The 1904 photo of F. Thoms’ awning shop on Mission Street in San Francisco shows the city’s original wooden sidewalks—and just how long businesses in the city relied on awnings for protection and shade. To this day, many of the commercial neighborhoods of San Francisco are lined with awnings—some of which were first made by Tim McGill’s great-grandfather, who bought out Thoms in 1911 and founded the company that is now American Canvas and Awnings. McGill’s grandfather’s cast iron crank arms and hand-built gear boxes still crop up around San Francisco.

“It’s nice to find an old gear box from my grandfather’s time,” McGill says. “We’ve recovered a few and rebuilt pieces on a few.”

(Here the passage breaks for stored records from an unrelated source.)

// SPDX-License-Identifier: AGPL-3.0
// Foundly CLI - Command-line frontend

use clap::{Parser, Subcommand};
use foundly_core::{
    AppError, Classification, FeedQuery, FileStore, ItemFeed, JsonFileSource, KeyValueStore,
    OverrideStore, SettingsStore, SortOrder, TypeFilter,
};
use std::path::PathBuf;
use std::process::ExitCode;
use std::sync::Arc;
use tracing_subscriber::EnvFilter;

#[derive(Parser)]
#[command(author, version, about = "Browse and classify lost & found items", long_about = None)]
struct Cli {
    /// Item list exported from the backend (JSON array or response envelope)
    #[arg(long, default_value = "items.json")]
    items: PathBuf,
    /// Storage file for overrides; defaults to the platform config directory
    #[arg(long)]
    storage: Option<PathBuf>,
    #[command(subcommand)]
    command: Commands,
}

#[derive(Subcommand)]
enum Commands {
    /// List items with their lost/found classification
    List {
        /// all, lost or found
        #[arg(long)]
        filter: Option<TypeFilter>,
        /// Match against item name and description
        #[arg(long, default_value = "")]
        search: String,
        #[arg(long)]
        category: Option<String>,
        /// newest, oldest or name
        #[arg(long)]
        sort: Option<SortOrder>,
    },
    /// Show how a single item is classified
    Classify { id: String },
    /// Mark an item as lost or found
    Override {
        id: String,
        classification: Classification,
    },
    /// Remove a local override
    ClearOverride { id: String },
    /// Print all local overrides
    Overrides,
}

#[tokio::main]
async fn main() -> ExitCode {
    tracing_subscriber::fmt()
        .with_writer(std::io::stderr)
        .with_env_filter(
            EnvFilter::try_from_default_env()
                .unwrap_or_else(|_| EnvFilter::new("foundly_cli=info,foundly_core=info")),
        )
        .init();

    tracing::debug!("Starting Foundly CLI v{}", env!("CARGO_PKG_VERSION"));

    match run(Cli::parse()).await {
        Ok(()) => ExitCode::SUCCESS,
        Err(e) => {
            tracing::error!("{}", e);
            eprintln!("error: {}", e);
            ExitCode::FAILURE
        }
    }
}

async fn run(cli: Cli) -> Result<(), AppError> {
    let (storage, settings) = match &cli.storage {
        Some(path) => {
            let settings_path = path
                .parent()
                .map(|dir| dir.join("settings.json"))
                .unwrap_or_else(|| PathBuf::from("settings.json"));
            (FileStore::open(path)?, SettingsStore::open(settings_path)?)
        }
        None => (FileStore::new()?, SettingsStore::new()?),
    };
    let settings = settings.get();
    let storage: Arc<dyn KeyValueStore> = Arc::new(storage);
    let overrides = OverrideStore::with_key(storage, settings.override_key.clone());

    match cli.command {
        Commands::List {
            filter,
            search,
            category,
            sort,
        } => {
            let mut feed = ItemFeed::new();
            feed.refresh(&JsonFileSource::new(&cli.items), &overrides)
                .await?;

            let defaults = FeedQuery::from_settings(&settings);
            let query = FeedQuery {
                filter: filter.unwrap_or(defaults.filter),
                search,
                category,
                sort: sort.unwrap_or(defaults.sort),
            };

            let entries = feed.view(&query);
            for entry in &entries {
                println!(
                    "{:>8}  {:<5}  {}",
                    entry.item.id().unwrap_or_else(|| "-".to_string()),
                    entry.classification.label(),
                    entry.item.name().unwrap_or("(untitled)")
                );
            }
            if entries.is_empty() {
                println!("No items found");
            }
        }
        Commands::Classify { id } => {
            let mut feed = ItemFeed::new();
            feed.refresh(&JsonFileSource::new(&cli.items), &overrides)
                .await?;

            let item = feed
                .find(&id)
                .ok_or_else(|| AppError::Source(format!("No item with id {}", id)))?;
            let resolution = foundly_core::resolve(item, feed.overrides());
            println!(
                "{}: {} ({})",
                id,
                resolution.classification,
                resolution.rule.describe()
            );
        }
        Commands::Override { id, classification } => {
            overrides.set_override(&id, classification).await?;
            println!("{}: {}", id, classification);
        }
        Commands::ClearOverride { id } => {
            if overrides.clear_override(&id).await? {
                println!("{}: override cleared", id);
            } else {
                println!("{}: no override set", id);
            }
        }
        Commands::Overrides => {
            let map = overrides.load().await;
            let mut entries: Vec<_> = map.into_iter().collect();
            entries.sort_by(|a, b| a.0.cmp(&b.0));
            for (id, classification) in entries {
                println!("{}: {}", id, classification);
            }
        }
    }

    Ok(())
}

But McGill wasn’t always altogether serious about the family business. “I got fired a couple of times,” he says. “I was a young kid growing up and I was rebelling against Dad.”

Ok, I’m ready

He had plans to study photography and take a backpack to Europe for a couple of years, but in 1987 his dad died, and either McGill had to take over, or the business would likely be sold. “The thought of closing the company after it had supported our lives for as long as I can remember, it was just unthinkable,” he says. “Ok, I’m ready,” he thought, and his life’s work began.

Not that it was easy. Pricing was hard, although “I had a feeling for it,” he says, and personnel issues were a challenge because many of his core employees left at the same time. “There’s no real training for an awning man,” he says. “To get good awning people in here, we just had to start from scratch.”

With plenty of hands-on experience but no other business training, he relied on his mother, the president of the company, to be his “right-hand man.” But he also had a spirit of adventure, acquired as much from family vacations as his summer job working for his dad.

“We did a lot of travelling around the Yucatan into Guatemala,” he says. “We rode buses through the jungle all day, went down the river in a dugout canoe— not your average family trip to Mexico. It was an incredible experience.”

Looking up

Today, he’s married and raising two young boys, “the center of my life, now,” he says, and he’s quite content to spend weekends at home riding bikes with the kids or doing yard work. One would not be surprised to find him an understanding father, given his own experience growing up. “That’s one of the things I’m most happy about, that I got to be friends again with my dad. He taught me a lot about what’s important in life.”

For McGill, it’s now all about family and taking care of his customers. “The enjoyable part is getting out in the field and meeting the customers,” he says. “A lot of customers need to be led to the question. Over 25 years, you figure out what they’re looking for.

“I got into this business mainly because of the family and I’ve never regretted it. I spend my life tripping over things walking down the street because I’m always looking up at the awnings. There’s a kaleidoscope of life going by you in the awning business.”